Smart companies will look outside their borders and think strategically about the different value their products may hold in different markets, particularly where the industry is in an earlier stage of development and acquiring critical technology may provide greater value to them.
Companies are now taking a variety of alternative approaches to access capital, such as turning to registered direct offerings, selling future product royalty streams, and selling options to promising compounds.
In addition, since biotech companies are competing in an investment-constrained environment they often only have sufficient funds to complete one phase of a project successfully before building the capabilities required to move their project through the next phase. This is why companies are beginning to adapt their business models to a more virtually integrated one.
A biotech start-up today, therefore, finds itself in an industry that is radically different than it was 30 years when many of biotech’s elite companies got their start. The world market for health and wellness has also undergone profound globalization. Companies are not simply setting up foreign subsidiaries to manage local activities such as clinical trials and marketing. Rather, they are reaching out through mergers, acquisitions, partnerships, and alliances to establish needed technologies and skill sets.
In addition, new international companies that blend talents and experiences from various parts of the world are being born. These global operations afford a number of advantages beyond the acquisition of complementary technologies including greater distribution and market access.
Global emerging markets, particularly in China, India, and Brazil, will grow faster than the U.S. and Europe. Increasing affluence, a growing middle class, and government policies will make healthcare big business in these countries.
The global nature of biotech will put pressure on the U.S. to maintain its dominance and we will see increasing evidence of other countries/regions taking the lead in some technologies and business sectors.
Return of the IPO Market
As the economy continues to improve, and investors become more willing to test the public equity markets again, IPO activity is picking up. The current environment now favors risk-mitigated companies rather than earlier-stage development companies. Capital markets both in the U.S. and globally have continued to strengthen, signaling a return of investor confidence.
The IPO window has remained open for almost 26 months (Figure 2), and the improving performance of the newly minted biotech IPOs during this period are reflective of biotech’s improving fortunes overall and the strengthening of the capital markets.
The average performance of the 29 biotechs listed in the Table was approximately 21% at the end of May 2011.
The IPO runway is also full, and it is likely we will see more biotech companies complete their IPOs in the coming months. To get the deals done, however, they may have to modify their pricing strategies and offer a larger number of shares.
Biotech partnering transactions have become hot in parallel with the improving capital markets. The U.S. industry raised $30 billion through partnerships in 2010—about 10% less than the record total the previous year.

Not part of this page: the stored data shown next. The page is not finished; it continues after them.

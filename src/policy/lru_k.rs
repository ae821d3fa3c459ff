//! # LRU-K admission filter
//!
//! Wraps a main LRU cache behind an observation gate: a key is admitted
//! only after it has been seen `k` times. Observations are tracked in a
//! second, bounded LRU mapping key → count, so keys that never return are
//! eventually forgotten instead of polluting the filter.
//!
//! ```text
//!   access(k)
//!      │
//!      ├─ resident in main ──► plain LRU behavior (put overwrites
//!      │                       directly, get refreshes recency)
//!      │
//!      └─ not resident ──► history[k] += 1
//!             │
//!             ├─ put and count ≥ K ──► admit: move into main,
//!             │                        forget history entry
//!             └─ otherwise ──► stay pending (a get cannot admit —
//!                              it has no value to install)
//! ```
//!
//! Both `put` and `get` count as observations. One-shot scans therefore
//! never displace the resident working set: a scanned key costs one
//! history slot, not a main-cache slot.
//!
//! This is composition, not inheritance — the filter owns two independent
//! [`LruCore`] engines and changes the semantics of both operations.

use std::fmt;
use std::hash::Hash;

use parking_lot::Mutex;

use crate::policy::lru::LruCore;
use crate::traits::{CachePolicy, CoreCache, MutableCache};

/// Single-threaded LRU-K engine.
///
/// # Example
///
/// ```
/// use tricache::policy::lru_k::LruKCore;
/// use tricache::traits::CoreCache;
///
/// let mut cache = LruKCore::new(4, 16, 2);
/// cache.insert(1, "a");          // observation 1 of 2: pending
/// assert_eq!(cache.get(&1), None); // observation 2, but a get cannot admit
/// cache.insert(1, "a");          // observation 3 ≥ 2: admitted
/// assert_eq!(cache.get(&1), Some(&"a"));
/// ```
pub struct LruKCore<K, V>
where
    K: Eq + Hash + Clone,
{
    main: LruCore<K, V>,
    /// key → observation count for keys not yet admitted.
    history: LruCore<K, u64>,
    k: u64,
}

impl<K, V> LruKCore<K, V>
where
    K: Eq + Hash + Clone,
{
    /// Creates a filter admitting keys into a `main_capacity`-sized LRU
    /// after `k` observations, remembering at most `history_capacity`
    /// pending keys. `k` is clamped to at least 1 (`k == 1` admits on the
    /// first put, i.e. plain LRU).
    pub fn new(main_capacity: usize, history_capacity: usize, k: u64) -> Self {
        Self {
            main: LruCore::new(main_capacity),
            history: LruCore::new(history_capacity),
            k: k.max(1),
        }
    }

    /// The configured admission threshold.
    pub fn k_value(&self) -> u64 {
        self.k
    }

    /// Number of keys currently pending admission.
    pub fn history_len(&self) -> usize {
        self.history.len()
    }

    /// Observation count for a pending key. `None` once admitted or never
    /// seen.
    pub fn observations(&self, key: &K) -> Option<u64> {
        self.history.peek(key).copied()
    }

    /// Records one observation for a non-resident key and returns the new
    /// count.
    fn observe(&mut self, key: &K) -> u64 {
        let seen = self.history.peek(key).copied().unwrap_or(0) + 1;
        self.history.insert(key.clone(), seen);
        seen
    }

    #[cfg(any(test, debug_assertions))]
    pub fn debug_validate_invariants(&self) {
        self.main.debug_validate_invariants();
        self.history.debug_validate_invariants();
    }
}

impl<K, V> CoreCache<K, V> for LruKCore<K, V>
where
    K: Eq + Hash + Clone,
{
    fn insert(&mut self, key: K, value: V) -> Option<V> {
        if self.main.contains(&key) {
            // Resident keys bypass the gate entirely.
            return self.main.insert(key, value);
        }

        if self.observe(&key) >= self.k {
            self.history.remove(&key);
            self.main.insert(key, value)
        } else {
            None
        }
    }

    fn get(&mut self, key: &K) -> Option<&V> {
        if self.main.contains(key) {
            return self.main.get(key);
        }
        // Pending: the observation counts, the lookup still misses.
        self.observe(key);
        None
    }

    fn contains(&self, key: &K) -> bool {
        self.main.contains(key)
    }

    fn len(&self) -> usize {
        self.main.len()
    }

    fn capacity(&self) -> usize {
        self.main.capacity()
    }

    fn clear(&mut self) {
        self.main.clear();
        self.history.clear();
    }
}

impl<K, V> MutableCache<K, V> for LruKCore<K, V>
where
    K: Eq + Hash + Clone,
{
    fn remove(&mut self, key: &K) -> Option<V> {
        self.history.remove(key);
        self.main.remove(key)
    }
}

impl<K, V> fmt::Debug for LruKCore<K, V>
where
    K: Eq + Hash + Clone,
{
    fn fmt(&self, f: &mut fmt::Formatter<'_>) -> fmt::Result {
        f.debug_struct("LruKCore")
            .field("len", &self.len())
            .field("capacity", &self.capacity())
            .field("history_len", &self.history.len())
            .field("k", &self.k)
            .finish_non_exhaustive()
    }
}

/// Internally synchronised LRU-K cache.
///
/// # Example
///
/// ```
/// use tricache::policy::lru_k::LruKCache;
/// use tricache::traits::CachePolicy;
///
/// let cache: LruKCache<u32, String> = LruKCache::new(1, 4, 2);
/// cache.put(1, "a".into());
/// assert_eq!(cache.get(&1), None);     // admission pending
/// cache.put(1, "a".into());
/// assert_eq!(cache.get(&1).as_deref(), Some("a")); // admitted
/// ```
pub struct LruKCache<K, V>
where
    K: Eq + Hash + Clone,
{
    inner: Mutex<LruKCore<K, V>>,
}

impl<K, V> LruKCache<K, V>
where
    K: Eq + Hash + Clone,
    V: Clone,
{
    /// See [`LruKCore::new`].
    pub fn new(main_capacity: usize, history_capacity: usize, k: u64) -> Self {
        Self {
            inner: Mutex::new(LruKCore::new(main_capacity, history_capacity, k)),
        }
    }

    /// Looks up `key` in the main cache; a miss still counts as an
    /// observation.
    pub fn get(&self, key: &K) -> Option<V> {
        self.inner.lock().get(key).cloned()
    }

    /// Removes `key` from the main cache and forgets its history.
    pub fn remove(&self, key: &K) -> Option<V> {
        self.inner.lock().remove(key)
    }

    /// Presence in the main cache (pending keys are not resident).
    pub fn contains(&self, key: &K) -> bool {
        self.inner.lock().contains(key)
    }

    /// Number of admitted entries.
    pub fn len(&self) -> usize {
        self.inner.lock().len()
    }

    pub fn is_empty(&self) -> bool {
        self.inner.lock().is_empty()
    }

    /// Main-cache capacity.
    pub fn capacity(&self) -> usize {
        self.inner.lock().capacity()
    }

    /// The configured admission threshold.
    pub fn k_value(&self) -> u64 {
        self.inner.lock().k_value()
    }

    /// Number of keys pending admission.
    pub fn history_len(&self) -> usize {
        self.inner.lock().history_len()
    }

    /// Drops admitted entries and pending history.
    pub fn clear(&self) {
        self.inner.lock().clear()
    }
}

impl<K, V> CachePolicy<K, V> for LruKCache<K, V>
where
    K: Eq + Hash + Clone,
    V: Clone,
{
    fn put(&self, key: K, value: V) {
        self.inner.lock().insert(key, value);
    }

    fn get_to(&self, key: &K, out: &mut V) -> bool {
        let mut core = self.inner.lock();
        match core.get(key) {
            Some(value) => {
                out.clone_from(value);
                true
            },
            None => false,
        }
    }
}

impl<K, V> fmt::Debug for LruKCache<K, V>
where
    K: Eq + Hash + Clone,
{
    fn fmt(&self, f: &mut fmt::Formatter<'_>) -> fmt::Result {
        self.inner.lock().fmt(f)
    }
}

Biotech companies continued to benefit from big pharma’s willingness to pay for its innovation.
Partnering revenues have now become a staple for many biotech companies and this situation is likely to remain, if not accelerate, in the years ahead as drug companies look to broaden product lines, replace revenues lost to patent expiration, and expand into emerging markets, where the industry growth rate is much higher than in developed nations.
Expect to see the biotech industry, as a whole, perform better in the months to come as the financing environment continues to improve. There will be no major slow down in big pharma’s appetite for biotech partnering.
Both big pharma and large biotech will compete for companies with advanced product pipelines and important technology. Partnership deals will reflect shared risk with smaller up-front payments and larger payouts on the achievement of milestones. Collaborations with emerging market players in China, India, and Latin America will also increase.
The business models that were used to create current value will not be effective going forward. The successful companies of tomorrow will be virtually oriented and globally focused. One thing is certain: the biotechnology industry is here to stay. There is still much more to come and be written about in the next 30 years.